- [INSTRUCTIONS TO FOLLOW]:
You are asked to filter the data below and copy every line holding "outputs".

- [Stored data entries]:
=== Begin Enclosure ===

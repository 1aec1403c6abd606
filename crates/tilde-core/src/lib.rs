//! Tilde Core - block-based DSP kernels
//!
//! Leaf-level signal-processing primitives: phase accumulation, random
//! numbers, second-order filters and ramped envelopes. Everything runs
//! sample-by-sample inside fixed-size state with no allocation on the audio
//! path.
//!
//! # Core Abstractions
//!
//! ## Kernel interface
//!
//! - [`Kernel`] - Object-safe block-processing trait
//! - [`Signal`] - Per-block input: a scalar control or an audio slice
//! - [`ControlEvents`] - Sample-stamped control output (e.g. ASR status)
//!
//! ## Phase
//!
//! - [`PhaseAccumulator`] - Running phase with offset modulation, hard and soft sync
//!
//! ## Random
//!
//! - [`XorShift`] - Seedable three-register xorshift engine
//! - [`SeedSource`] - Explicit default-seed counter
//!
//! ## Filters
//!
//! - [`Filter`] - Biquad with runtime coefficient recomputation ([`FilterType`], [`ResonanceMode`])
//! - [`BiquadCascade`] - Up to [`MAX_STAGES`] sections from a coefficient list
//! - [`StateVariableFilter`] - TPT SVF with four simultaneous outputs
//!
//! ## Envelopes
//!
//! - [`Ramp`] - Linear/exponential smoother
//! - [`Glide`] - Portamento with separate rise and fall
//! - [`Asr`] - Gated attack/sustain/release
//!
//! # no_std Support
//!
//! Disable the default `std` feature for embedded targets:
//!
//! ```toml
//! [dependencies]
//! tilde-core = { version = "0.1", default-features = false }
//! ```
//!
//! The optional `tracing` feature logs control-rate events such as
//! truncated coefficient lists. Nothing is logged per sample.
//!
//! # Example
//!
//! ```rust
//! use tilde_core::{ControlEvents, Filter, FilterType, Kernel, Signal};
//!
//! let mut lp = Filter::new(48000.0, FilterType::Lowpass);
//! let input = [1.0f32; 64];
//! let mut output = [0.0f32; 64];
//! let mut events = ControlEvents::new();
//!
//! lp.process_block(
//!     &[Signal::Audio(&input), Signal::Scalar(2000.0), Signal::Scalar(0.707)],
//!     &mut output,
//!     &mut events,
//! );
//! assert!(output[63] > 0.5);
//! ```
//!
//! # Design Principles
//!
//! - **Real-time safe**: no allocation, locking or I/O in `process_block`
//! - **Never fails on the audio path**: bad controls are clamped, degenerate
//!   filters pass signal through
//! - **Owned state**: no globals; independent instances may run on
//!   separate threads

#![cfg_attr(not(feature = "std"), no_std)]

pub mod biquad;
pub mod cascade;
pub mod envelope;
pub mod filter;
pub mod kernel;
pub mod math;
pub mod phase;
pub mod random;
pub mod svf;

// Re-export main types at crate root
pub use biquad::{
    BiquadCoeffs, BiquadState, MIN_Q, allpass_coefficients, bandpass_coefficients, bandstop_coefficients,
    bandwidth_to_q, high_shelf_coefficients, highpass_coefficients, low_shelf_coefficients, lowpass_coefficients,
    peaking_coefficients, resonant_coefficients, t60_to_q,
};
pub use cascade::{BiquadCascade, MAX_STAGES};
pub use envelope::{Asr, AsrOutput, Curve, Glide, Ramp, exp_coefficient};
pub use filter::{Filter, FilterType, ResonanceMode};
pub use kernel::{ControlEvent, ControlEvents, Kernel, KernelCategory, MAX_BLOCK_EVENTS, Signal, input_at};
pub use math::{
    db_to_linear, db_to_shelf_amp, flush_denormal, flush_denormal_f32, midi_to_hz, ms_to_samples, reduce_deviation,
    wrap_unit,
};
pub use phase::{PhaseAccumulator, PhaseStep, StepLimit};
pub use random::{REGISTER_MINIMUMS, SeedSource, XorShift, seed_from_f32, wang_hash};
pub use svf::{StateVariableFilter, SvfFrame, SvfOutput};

=== End Enclosure ===
=== Begin Enclosure ===

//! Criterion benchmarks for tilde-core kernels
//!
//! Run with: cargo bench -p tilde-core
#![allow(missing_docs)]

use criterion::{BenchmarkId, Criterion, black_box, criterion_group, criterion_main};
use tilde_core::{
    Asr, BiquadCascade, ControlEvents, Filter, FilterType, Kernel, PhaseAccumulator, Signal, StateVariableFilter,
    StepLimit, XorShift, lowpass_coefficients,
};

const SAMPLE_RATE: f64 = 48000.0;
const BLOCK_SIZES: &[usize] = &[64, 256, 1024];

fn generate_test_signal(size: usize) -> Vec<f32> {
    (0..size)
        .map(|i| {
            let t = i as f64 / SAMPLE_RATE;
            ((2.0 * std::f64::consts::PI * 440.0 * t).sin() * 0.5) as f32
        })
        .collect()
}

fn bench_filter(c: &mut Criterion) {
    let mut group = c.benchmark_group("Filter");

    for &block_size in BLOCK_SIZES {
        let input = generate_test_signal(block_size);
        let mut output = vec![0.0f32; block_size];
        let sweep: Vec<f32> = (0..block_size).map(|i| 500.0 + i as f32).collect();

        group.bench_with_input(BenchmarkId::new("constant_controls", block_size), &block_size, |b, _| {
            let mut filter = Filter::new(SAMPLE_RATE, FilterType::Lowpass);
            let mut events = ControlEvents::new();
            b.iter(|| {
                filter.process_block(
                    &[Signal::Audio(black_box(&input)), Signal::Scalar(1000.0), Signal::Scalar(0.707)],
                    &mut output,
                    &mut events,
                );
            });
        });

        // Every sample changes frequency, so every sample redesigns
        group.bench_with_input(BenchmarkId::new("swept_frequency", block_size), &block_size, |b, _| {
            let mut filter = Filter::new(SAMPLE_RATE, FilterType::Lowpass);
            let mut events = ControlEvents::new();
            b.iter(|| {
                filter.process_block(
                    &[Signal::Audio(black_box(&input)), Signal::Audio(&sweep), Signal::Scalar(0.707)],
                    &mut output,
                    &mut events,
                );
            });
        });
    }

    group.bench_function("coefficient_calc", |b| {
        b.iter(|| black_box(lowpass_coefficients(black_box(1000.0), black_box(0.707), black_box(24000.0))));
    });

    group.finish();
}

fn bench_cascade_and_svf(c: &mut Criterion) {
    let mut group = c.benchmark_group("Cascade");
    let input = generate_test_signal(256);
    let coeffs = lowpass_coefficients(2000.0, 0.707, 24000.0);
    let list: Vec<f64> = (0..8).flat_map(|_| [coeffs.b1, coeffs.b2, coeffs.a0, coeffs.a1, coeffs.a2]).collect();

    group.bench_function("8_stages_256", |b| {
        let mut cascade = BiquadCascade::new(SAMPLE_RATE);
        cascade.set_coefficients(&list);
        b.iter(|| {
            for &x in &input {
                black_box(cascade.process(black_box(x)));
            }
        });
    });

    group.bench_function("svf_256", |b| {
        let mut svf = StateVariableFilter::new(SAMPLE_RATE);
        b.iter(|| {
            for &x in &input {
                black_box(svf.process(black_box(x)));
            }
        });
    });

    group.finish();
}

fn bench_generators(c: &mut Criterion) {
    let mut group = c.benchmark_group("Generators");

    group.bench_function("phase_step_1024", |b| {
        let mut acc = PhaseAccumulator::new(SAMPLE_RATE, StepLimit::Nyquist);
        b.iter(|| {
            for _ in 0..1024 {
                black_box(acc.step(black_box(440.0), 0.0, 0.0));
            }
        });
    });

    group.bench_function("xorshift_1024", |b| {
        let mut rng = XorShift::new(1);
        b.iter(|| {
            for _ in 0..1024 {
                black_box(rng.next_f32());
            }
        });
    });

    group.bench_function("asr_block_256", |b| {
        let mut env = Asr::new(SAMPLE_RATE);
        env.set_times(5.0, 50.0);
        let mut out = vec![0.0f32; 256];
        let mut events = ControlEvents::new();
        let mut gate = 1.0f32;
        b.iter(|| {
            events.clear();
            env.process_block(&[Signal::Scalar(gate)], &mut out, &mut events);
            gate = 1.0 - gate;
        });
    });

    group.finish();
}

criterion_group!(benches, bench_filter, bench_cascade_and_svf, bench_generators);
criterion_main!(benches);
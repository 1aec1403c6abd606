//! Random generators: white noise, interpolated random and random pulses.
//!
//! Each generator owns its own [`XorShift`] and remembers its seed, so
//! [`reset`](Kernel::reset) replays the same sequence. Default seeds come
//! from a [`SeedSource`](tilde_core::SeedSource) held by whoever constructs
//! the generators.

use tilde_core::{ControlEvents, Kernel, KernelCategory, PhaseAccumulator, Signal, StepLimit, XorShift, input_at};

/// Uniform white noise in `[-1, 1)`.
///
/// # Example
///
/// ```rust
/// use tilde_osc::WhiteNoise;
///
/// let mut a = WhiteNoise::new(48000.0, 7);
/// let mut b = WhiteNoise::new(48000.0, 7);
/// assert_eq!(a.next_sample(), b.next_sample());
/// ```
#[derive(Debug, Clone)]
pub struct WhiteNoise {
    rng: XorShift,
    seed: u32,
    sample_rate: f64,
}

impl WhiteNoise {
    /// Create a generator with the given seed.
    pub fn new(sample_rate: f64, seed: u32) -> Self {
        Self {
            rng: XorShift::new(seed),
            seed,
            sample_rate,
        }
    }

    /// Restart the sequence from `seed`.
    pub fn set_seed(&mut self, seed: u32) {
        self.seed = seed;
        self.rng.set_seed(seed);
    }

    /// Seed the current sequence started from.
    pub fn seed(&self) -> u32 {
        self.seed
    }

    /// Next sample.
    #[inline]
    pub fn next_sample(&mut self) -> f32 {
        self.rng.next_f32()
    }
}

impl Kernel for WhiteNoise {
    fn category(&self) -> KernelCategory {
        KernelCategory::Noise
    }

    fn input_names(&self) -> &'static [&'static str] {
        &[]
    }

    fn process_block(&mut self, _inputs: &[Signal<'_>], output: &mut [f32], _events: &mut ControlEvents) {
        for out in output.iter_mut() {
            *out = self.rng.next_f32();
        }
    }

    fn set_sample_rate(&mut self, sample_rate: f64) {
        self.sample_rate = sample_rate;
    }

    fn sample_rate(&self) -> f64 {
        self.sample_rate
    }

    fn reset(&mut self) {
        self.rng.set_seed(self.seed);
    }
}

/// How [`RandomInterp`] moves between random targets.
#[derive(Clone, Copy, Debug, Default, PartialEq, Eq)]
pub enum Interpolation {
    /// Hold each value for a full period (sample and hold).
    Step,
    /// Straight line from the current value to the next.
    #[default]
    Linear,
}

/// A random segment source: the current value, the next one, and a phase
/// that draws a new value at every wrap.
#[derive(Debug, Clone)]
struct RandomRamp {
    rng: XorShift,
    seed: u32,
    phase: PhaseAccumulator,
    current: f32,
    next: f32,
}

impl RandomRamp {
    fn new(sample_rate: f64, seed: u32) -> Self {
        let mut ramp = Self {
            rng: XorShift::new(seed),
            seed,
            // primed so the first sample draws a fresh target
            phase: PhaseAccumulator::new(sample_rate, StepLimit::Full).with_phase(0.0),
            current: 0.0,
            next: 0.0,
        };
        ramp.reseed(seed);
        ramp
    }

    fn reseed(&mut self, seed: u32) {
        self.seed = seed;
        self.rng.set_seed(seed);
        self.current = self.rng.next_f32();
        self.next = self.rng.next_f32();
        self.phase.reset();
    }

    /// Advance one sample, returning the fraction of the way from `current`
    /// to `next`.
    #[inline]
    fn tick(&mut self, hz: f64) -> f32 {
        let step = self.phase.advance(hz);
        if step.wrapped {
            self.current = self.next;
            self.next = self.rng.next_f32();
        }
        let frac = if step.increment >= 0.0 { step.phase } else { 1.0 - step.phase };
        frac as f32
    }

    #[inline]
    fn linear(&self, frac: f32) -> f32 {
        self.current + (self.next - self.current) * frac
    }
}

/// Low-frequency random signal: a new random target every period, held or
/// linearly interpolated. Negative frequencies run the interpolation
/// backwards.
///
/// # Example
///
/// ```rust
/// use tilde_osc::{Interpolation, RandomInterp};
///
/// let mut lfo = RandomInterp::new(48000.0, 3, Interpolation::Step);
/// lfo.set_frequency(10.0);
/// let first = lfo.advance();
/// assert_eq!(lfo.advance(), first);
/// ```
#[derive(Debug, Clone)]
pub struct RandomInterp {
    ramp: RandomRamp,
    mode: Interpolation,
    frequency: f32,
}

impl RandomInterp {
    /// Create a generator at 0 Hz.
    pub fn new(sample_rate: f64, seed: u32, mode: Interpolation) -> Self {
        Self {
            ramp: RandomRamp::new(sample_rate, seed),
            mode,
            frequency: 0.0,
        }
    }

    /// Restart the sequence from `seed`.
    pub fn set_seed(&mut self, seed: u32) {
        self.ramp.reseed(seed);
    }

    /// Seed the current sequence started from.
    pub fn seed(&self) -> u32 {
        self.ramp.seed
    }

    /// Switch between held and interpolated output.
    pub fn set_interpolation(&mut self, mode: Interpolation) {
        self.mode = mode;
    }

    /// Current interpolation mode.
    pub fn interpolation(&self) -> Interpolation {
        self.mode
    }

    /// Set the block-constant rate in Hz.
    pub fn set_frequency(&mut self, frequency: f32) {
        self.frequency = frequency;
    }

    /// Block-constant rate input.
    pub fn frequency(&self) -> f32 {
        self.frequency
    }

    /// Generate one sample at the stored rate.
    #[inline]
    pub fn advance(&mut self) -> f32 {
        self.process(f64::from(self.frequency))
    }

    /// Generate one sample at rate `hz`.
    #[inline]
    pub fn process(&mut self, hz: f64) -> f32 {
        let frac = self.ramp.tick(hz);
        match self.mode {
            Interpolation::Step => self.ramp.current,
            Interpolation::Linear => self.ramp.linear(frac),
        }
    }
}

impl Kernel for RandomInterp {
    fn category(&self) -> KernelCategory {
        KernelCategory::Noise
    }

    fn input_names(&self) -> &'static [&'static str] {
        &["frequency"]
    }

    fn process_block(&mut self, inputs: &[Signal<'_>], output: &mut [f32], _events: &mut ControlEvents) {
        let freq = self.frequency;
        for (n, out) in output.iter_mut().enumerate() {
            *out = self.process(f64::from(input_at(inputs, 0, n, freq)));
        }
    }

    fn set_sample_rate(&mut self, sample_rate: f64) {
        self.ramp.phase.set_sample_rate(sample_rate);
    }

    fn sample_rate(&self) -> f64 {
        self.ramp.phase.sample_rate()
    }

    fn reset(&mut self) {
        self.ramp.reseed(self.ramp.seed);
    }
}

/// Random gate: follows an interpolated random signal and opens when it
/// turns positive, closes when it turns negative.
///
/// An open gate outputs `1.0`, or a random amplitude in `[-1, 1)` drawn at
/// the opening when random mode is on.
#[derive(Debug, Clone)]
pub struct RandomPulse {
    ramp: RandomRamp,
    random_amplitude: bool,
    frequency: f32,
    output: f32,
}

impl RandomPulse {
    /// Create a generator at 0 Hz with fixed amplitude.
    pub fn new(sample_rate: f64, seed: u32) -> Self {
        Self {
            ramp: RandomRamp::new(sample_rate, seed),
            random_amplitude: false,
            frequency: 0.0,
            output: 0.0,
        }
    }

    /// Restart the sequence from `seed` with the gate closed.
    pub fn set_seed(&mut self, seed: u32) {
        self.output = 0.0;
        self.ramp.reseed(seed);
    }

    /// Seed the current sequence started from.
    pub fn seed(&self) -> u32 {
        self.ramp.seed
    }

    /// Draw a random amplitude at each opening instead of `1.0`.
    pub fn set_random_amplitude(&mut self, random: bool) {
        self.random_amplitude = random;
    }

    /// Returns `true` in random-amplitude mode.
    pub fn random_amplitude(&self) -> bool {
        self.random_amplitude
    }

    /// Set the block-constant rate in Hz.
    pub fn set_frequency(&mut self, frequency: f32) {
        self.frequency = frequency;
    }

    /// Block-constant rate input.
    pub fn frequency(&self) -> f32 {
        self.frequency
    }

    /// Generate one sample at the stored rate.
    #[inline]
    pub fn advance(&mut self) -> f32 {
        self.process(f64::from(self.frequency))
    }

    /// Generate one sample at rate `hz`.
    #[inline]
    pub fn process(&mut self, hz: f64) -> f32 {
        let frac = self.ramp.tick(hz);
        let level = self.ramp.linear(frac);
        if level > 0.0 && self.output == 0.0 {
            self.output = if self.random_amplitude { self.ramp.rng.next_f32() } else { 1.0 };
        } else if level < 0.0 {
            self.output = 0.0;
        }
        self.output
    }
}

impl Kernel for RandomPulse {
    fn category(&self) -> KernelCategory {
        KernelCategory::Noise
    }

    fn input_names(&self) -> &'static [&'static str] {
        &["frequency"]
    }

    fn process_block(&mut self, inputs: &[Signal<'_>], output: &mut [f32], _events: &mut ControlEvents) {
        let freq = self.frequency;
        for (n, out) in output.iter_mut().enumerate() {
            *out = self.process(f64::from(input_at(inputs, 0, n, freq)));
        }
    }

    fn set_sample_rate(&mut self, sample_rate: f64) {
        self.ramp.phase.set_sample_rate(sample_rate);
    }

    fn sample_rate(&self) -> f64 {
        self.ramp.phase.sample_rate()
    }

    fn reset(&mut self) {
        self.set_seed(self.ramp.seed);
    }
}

=== End Enclosure ===
=== Begin Enclosure ===

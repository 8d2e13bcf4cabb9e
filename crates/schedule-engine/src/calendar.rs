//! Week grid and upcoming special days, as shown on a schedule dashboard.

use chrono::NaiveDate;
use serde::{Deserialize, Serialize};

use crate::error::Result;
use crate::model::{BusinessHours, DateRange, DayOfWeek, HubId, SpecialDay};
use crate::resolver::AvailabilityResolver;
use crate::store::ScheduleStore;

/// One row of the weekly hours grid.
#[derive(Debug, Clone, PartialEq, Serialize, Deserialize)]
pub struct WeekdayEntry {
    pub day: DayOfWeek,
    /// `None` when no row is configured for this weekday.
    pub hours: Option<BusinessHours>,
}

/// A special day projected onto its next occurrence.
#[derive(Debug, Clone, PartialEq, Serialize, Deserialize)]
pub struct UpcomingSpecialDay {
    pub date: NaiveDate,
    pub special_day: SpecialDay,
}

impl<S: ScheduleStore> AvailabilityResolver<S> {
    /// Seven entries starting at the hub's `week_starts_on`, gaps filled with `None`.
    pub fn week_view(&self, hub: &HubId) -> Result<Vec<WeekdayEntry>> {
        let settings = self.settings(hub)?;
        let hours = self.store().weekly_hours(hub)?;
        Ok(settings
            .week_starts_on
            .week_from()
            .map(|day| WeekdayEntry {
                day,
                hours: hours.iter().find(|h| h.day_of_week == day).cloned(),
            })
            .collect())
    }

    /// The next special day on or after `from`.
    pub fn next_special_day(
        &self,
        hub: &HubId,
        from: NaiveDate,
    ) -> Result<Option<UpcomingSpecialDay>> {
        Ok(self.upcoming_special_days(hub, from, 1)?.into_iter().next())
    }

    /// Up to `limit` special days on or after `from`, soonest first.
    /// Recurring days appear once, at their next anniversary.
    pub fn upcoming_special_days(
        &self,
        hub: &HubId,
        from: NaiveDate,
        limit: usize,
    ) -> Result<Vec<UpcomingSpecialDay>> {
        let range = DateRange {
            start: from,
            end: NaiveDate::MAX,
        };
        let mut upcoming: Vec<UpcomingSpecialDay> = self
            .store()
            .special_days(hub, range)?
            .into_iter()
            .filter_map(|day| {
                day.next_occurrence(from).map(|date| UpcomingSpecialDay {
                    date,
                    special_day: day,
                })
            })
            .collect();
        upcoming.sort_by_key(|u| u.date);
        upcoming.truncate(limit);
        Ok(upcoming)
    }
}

=== End Enclosure ===

- [EXERCISE SOLUTION]:
//! - [`StateVariableFilter`] - TPT SVF with four simultaneous outputs
/// An open gate outputs `1.0`, or a random amplitude in `[-1, 1)` drawn at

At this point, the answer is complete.